(INFORMATION PROVIDED begins)

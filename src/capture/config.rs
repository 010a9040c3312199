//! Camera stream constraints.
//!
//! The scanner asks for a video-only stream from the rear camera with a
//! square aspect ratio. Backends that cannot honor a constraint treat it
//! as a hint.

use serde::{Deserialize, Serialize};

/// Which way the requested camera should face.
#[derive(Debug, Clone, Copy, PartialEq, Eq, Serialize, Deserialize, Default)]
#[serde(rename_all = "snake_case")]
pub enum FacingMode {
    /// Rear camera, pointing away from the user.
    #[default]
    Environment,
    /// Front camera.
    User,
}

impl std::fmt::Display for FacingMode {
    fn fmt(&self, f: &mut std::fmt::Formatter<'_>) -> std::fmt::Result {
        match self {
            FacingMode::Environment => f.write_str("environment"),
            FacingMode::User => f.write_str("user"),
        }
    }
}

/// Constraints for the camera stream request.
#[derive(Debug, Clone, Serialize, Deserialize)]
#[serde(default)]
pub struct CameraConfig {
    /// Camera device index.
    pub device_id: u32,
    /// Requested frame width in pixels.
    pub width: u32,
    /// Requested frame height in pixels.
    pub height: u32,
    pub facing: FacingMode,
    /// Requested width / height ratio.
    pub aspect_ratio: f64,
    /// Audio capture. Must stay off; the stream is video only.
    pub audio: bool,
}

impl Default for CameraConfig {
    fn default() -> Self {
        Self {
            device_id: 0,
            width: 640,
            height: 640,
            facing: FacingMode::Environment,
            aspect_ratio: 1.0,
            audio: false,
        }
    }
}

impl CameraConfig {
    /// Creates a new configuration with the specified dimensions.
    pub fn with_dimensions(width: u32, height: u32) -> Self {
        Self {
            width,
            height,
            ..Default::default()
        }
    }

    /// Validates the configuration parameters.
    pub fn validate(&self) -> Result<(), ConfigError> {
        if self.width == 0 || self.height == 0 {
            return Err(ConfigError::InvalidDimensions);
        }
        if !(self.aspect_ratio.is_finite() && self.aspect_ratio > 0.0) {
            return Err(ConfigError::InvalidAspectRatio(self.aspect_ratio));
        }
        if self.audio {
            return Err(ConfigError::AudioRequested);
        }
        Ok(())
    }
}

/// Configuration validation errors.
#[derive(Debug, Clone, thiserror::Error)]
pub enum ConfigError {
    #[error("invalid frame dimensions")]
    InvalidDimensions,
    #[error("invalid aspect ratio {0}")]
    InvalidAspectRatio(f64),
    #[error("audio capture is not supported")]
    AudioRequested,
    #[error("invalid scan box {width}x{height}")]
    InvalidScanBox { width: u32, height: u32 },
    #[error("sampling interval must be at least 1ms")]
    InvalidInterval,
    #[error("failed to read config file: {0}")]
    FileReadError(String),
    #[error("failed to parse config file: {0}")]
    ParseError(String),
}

(INFORMATION PROVIDED ends)
(INFORMATION PROVIDED begins)

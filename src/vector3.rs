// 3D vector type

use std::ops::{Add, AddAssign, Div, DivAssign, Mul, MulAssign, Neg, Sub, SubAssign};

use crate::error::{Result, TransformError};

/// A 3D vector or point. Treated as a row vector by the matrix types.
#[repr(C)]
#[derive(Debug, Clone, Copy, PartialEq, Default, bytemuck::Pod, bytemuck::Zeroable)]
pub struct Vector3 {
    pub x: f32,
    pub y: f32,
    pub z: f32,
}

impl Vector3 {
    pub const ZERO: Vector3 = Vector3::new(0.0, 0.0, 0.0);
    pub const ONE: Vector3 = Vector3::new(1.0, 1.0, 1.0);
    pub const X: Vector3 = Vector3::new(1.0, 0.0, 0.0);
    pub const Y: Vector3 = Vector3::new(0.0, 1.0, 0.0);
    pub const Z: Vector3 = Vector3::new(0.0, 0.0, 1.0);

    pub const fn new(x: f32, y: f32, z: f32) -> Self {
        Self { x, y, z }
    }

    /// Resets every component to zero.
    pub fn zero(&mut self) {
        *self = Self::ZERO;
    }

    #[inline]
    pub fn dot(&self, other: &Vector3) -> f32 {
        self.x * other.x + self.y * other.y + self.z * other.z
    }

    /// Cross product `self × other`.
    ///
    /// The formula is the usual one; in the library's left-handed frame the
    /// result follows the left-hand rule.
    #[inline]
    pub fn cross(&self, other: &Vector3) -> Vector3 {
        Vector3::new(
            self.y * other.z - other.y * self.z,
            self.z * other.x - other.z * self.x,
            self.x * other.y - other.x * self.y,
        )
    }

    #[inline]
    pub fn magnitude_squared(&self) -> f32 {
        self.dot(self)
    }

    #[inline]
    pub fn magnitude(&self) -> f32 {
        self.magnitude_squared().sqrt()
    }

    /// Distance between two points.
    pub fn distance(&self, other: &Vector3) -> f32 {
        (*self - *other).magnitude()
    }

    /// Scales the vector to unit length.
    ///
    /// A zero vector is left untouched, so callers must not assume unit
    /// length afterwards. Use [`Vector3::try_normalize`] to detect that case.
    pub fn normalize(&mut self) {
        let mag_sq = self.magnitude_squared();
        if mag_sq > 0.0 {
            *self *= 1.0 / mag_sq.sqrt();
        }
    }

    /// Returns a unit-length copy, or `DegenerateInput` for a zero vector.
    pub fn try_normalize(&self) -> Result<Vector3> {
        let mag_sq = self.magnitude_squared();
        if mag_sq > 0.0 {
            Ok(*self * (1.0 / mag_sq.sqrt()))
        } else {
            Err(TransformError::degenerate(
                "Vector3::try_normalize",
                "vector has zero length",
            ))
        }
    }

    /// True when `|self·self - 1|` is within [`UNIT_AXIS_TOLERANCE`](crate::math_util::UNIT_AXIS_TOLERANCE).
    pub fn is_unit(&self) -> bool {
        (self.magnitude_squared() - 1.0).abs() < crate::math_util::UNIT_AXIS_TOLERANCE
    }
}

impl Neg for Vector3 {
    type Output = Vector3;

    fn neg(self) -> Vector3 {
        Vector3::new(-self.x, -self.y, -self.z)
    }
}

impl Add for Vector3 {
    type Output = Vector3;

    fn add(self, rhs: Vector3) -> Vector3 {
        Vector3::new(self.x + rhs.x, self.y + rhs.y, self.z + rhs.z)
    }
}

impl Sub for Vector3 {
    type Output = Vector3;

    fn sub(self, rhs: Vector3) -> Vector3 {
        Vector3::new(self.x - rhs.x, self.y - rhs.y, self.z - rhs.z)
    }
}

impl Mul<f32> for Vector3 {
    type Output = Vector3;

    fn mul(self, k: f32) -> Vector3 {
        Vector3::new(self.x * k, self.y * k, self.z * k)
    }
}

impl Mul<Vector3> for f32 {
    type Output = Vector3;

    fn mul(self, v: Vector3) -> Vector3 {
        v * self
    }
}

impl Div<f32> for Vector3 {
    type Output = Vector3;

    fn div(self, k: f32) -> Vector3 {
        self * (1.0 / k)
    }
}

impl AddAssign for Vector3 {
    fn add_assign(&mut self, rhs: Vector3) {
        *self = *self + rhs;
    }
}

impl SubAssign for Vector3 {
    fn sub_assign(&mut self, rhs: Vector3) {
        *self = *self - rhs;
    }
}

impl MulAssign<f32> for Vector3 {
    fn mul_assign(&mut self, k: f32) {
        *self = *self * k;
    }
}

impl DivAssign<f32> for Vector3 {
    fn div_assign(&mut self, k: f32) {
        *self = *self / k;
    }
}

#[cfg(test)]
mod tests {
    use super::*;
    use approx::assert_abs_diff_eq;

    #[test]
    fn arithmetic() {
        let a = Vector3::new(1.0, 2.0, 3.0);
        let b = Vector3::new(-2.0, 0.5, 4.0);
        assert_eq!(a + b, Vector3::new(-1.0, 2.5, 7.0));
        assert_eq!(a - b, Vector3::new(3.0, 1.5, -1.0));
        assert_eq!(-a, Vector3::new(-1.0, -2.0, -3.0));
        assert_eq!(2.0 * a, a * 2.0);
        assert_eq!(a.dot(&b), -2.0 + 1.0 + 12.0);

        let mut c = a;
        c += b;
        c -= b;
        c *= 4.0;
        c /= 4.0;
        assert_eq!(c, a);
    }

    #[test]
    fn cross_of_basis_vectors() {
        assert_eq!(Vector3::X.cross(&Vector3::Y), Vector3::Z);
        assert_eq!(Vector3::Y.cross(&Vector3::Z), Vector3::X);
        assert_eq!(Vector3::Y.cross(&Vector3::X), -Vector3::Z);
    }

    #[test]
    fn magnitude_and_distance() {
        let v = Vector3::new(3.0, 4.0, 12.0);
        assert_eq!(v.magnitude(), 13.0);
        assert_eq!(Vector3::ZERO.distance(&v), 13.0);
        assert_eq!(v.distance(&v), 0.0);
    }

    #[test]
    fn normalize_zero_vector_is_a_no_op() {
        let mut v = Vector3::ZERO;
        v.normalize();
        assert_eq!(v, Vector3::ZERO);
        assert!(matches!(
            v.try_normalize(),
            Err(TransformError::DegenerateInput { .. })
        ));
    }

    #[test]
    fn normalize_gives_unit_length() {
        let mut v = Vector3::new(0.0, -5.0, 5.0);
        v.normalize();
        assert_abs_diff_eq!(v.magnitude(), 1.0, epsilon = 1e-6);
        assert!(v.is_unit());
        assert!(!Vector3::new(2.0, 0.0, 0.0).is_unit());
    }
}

(INFORMATION PROVIDED ends)

EXERCISE PROMPT: What lines in the entries above hold "FacingMode"? Copy every one.

WRITTEN SOLUTION:
pub enum FacingMode {
impl std::fmt::Display for FacingMode {
            FacingMode::Environment => f.write_str("environment"),
            FacingMode::User => f.write_str("user"),
    pub facing: FacingMode,
            facing: FacingMode::Environment,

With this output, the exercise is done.